How to complete this task> In the entries that follow, find each line with the word "HashMap" and copy it.

BEGIN Data for the task

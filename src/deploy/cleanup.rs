// ABOUTME: Journaled background termination of superseded and abandoned environments.
// ABOUTME: Also detects orphans left behind by interrupted deployments.

use chrono::{DateTime, Utc};
use parking_lot::Mutex;
use serde::{Deserialize, Serialize};
use std::collections::{BTreeMap, HashMap, VecDeque};
use std::fs::OpenOptions;
use std::io::Write;
use std::path::{Path, PathBuf};
use std::sync::Arc;
use tokio::sync::{mpsc, oneshot};

use crate::error::Result;
use crate::platform::{EnvironmentDescription, PlatformClient, TerminateEnvironmentRequest};
use crate::types::{ApplicationName, EnvironmentName, PhysicalName};

/// Why an environment is being terminated.
#[derive(Debug, Clone, Copy, PartialEq, Eq, Serialize, Deserialize)]
#[serde(rename_all = "snake_case")]
pub enum CleanupReason {
    /// Replaced by a successful deploy.
    Superseded,
    /// Created by a failed deploy.
    Abandoned,
    /// Left behind by an interrupted deploy.
    Orphaned,
    /// Pending in a journal from an earlier run.
    Recovered,
}

/// A physical environment that should be terminated.
#[derive(Debug, Clone, PartialEq, Eq, Serialize, Deserialize)]
pub struct CleanupIntent {
    pub application: ApplicationName,
    pub environment: PhysicalName,
    pub reason: CleanupReason,
}

impl CleanupIntent {
    pub fn new(application: ApplicationName, environment: PhysicalName, reason: CleanupReason) -> Self {
        Self {
            application,
            environment,
            reason,
        }
    }
}

#[derive(Debug, Clone, Copy, PartialEq, Eq, Serialize, Deserialize)]
#[serde(rename_all = "snake_case")]
pub enum CleanupState {
    Queued,
    Done,
    Failed,
}

/// One journal line.
#[derive(Debug, Clone, PartialEq, Serialize, Deserialize)]
pub struct CleanupRecord {
    #[serde(flatten)]
    pub intent: CleanupIntent,
    pub state: CleanupState,
    pub at: DateTime<Utc>,
    #[serde(default, skip_serializing_if = "Option::is_none")]
    pub error: Option<String>,
}

/// Records kept in memory for inspection; the journal file keeps everything.
const HISTORY_LIMIT: usize = 256;

type IntentKey = (ApplicationName, PhysicalName);

/// Latest non-`Done` intent per environment, in the order first queued.
#[derive(Debug, Default)]
struct Outstanding {
    entries: BTreeMap<u64, CleanupIntent>,
    index: HashMap<IntentKey, u64>,
    next: u64,
}

impl Outstanding {
    fn apply(&mut self, intent: &CleanupIntent, state: CleanupState) {
        let key = (intent.application.clone(), intent.environment.clone());
        if state == CleanupState::Done {
            if let Some(seq) = self.index.remove(&key) {
                self.entries.remove(&seq);
            }
            return;
        }
        if !self.index.contains_key(&key) {
            self.entries.insert(self.next, intent.clone());
            self.index.insert(key, self.next);
            self.next += 1;
        }
    }

    fn contains(&self, application: &ApplicationName, environment: &PhysicalName) -> bool {
        self.index
            .contains_key(&(application.clone(), environment.clone()))
    }

    fn intents(&self) -> Vec<CleanupIntent> {
        self.entries.values().cloned().collect()
    }
}

#[derive(Debug, Default)]
struct JournalState {
    history: VecDeque<CleanupRecord>,
    outstanding: Outstanding,
}

#[derive(Debug)]
struct Journal {
    path: Option<PathBuf>,
    state: Mutex<JournalState>,
}

impl Journal {
    fn record(&self, intent: &CleanupIntent, state: CleanupState, error: Option<String>) {
        let record = CleanupRecord {
            intent: intent.clone(),
            state,
            at: Utc::now(),
            error,
        };

        if let Some(path) = &self.path
            && let Err(e) = append_record(path, &record)
        {
            tracing::warn!(
                path = %path.display(),
                environment = %intent.environment,
                "failed to write cleanup journal: {e}"
            );
        }

        let mut journal = self.state.lock();
        journal.outstanding.apply(intent, state);
        if journal.history.len() == HISTORY_LIMIT {
            journal.history.pop_front();
        }
        journal.history.push_back(record);
    }
}

fn append_record(path: &Path, record: &CleanupRecord) -> Result<()> {
    if let Some(parent) = path.parent()
        && !parent.as_os_str().is_empty()
    {
        std::fs::create_dir_all(parent)?;
    }
    let line = serde_json::to_string(record)?;
    let mut file = OpenOptions::new().create(true).append(true).open(path)?;
    writeln!(file, "{line}")?;
    Ok(())
}

/// Intents whose latest record is not `Done`, in the order first seen.
fn outstanding(records: impl IntoIterator<Item = CleanupRecord>) -> Vec<CleanupIntent> {
    let mut outstanding = Outstanding::default();
    for record in records {
        outstanding.apply(&record.intent, record.state);
    }
    outstanding.intents()
}

/// Read a journal file and return intents that never completed.
///
/// A missing file has nothing pending. Lines that fail to parse are skipped
/// with a warning.
pub fn pending_from_journal(path: &Path) -> Result<Vec<CleanupIntent>> {
    if !path.exists() {
        return Ok(vec![]);
    }

    let content = std::fs::read_to_string(path)?;
    let records = content
        .lines()
        .filter(|line| !line.trim().is_empty())
        .filter_map(|line| match serde_json::from_str::<CleanupRecord>(line) {
            Ok(record) => Some(record),
            Err(e) => {
                tracing::warn!(path = %path.display(), "skipping corrupt journal line: {e}");
                None
            }
        });
    Ok(outstanding(records))
}

enum Command {
    Terminate(CleanupIntent),
    Flush(oneshot::Sender<()>),
}

/// Fire-and-forget environment termination drained by one background task.
///
/// Every intent is journaled as `Queued` before `enqueue` returns, then
/// `Done` or `Failed` once the worker has called the platform. Clones share
/// the same worker and journal.
#[derive(Debug, Clone)]
pub struct CleanupQueue {
    sender: mpsc::UnboundedSender<Command>,
    journal: Arc<Journal>,
}

impl CleanupQueue {
    /// Start the worker. Must be called inside a tokio runtime.
    pub fn spawn<P>(platform: Arc<P>, journal_path: Option<PathBuf>) -> Self
    where
        P: PlatformClient + ?Sized + 'static,
    {
        let (sender, receiver) = mpsc::unbounded_channel();
        let journal = Arc::new(Journal {
            path: journal_path,
            state: Mutex::new(JournalState::default()),
        });
        tokio::spawn(run_worker(platform, receiver, journal.clone()));
        Self { sender, journal }
    }

    pub fn enqueue(&self, intent: CleanupIntent) {
        tracing::info!(
            application = %intent.application,
            environment = %intent.environment,
            reason = ?intent.reason,
            "queued environment termination"
        );
        self.journal.record(&intent, CleanupState::Queued, None);

        if self.sender.send(Command::Terminate(intent)).is_err() {
            tracing::warn!("cleanup worker has stopped; termination stays pending");
        }
    }

    /// Wait until everything enqueued so far has been processed.
    pub async fn flush(&self) {
        let (done, finished) = oneshot::channel();
        if self.sender.send(Command::Flush(done)).is_ok() {
            let _ = finished.await;
        }
    }

    /// The most recent journal records written by this queue, oldest first.
    pub fn records(&self) -> Vec<CleanupRecord> {
        self.journal.state.lock().history.iter().cloned().collect()
    }

    /// Intents of this queue that have not completed.
    pub fn pending(&self) -> Vec<CleanupIntent> {
        self.journal.state.lock().outstanding.intents()
    }

    /// Whether a termination of `environment` is queued or has failed.
    pub fn is_pending(&self, application: &ApplicationName, environment: &PhysicalName) -> bool {
        self.journal
            .state
            .lock()
            .outstanding
            .contains(application, environment)
    }

    pub fn journal_path(&self) -> Option<&Path> {
        self.journal.path.as_deref()
    }
}

async fn run_worker<P>(
    platform: Arc<P>,
    mut receiver: mpsc::UnboundedReceiver<Command>,
    journal: Arc<Journal>,
) where
    P: PlatformClient + ?Sized,
{
    while let Some(command) = receiver.recv().await {
        let intent = match command {
            Command::Terminate(intent) => intent,
            Command::Flush(done) => {
                let _ = done.send(());
                continue;
            }
        };

        let request = TerminateEnvironmentRequest::new(intent.environment.clone());
        match platform.terminate_environment(&request).await {
            Ok(_) => {
                tracing::debug!(environment = %intent.environment, "termination accepted");
                journal.record(&intent, CleanupState::Done, None);
            }
            Err(e) if e.is_not_found() => {
                tracing::debug!(environment = %intent.environment, "environment already gone");
                journal.record(&intent, CleanupState::Done, None);
            }
            Err(e) => {
                tracing::warn!(
                    application = %intent.application,
                    environment = %intent.environment,
                    "failed to terminate environment: {e}"
                );
                journal.record(&intent, CleanupState::Failed, Some(e.to_string()));
            }
        }
    }
}

/// Live environments of a slot that are not the known current one.
///
/// An orphan:
/// - belongs to `slot` by name
/// - is neither terminating nor terminated
/// - is not `current`
pub fn detect_orphans(
    slot: &EnvironmentName,
    current: Option<&PhysicalName>,
    environments: &[EnvironmentDescription],
) -> Vec<EnvironmentDescription> {
    environments
        .iter()
        .filter(|env| slot.owns(&env.environment_name))
        .filter(|env| !env.status.is_gone())
        .filter(|env| Some(&env.environment_name) != current)
        .cloned()
        .collect()
}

END Data for the task

Answer>
use std::collections::{BTreeMap, HashMap, VecDeque};
    index: HashMap<IntentKey, u64>,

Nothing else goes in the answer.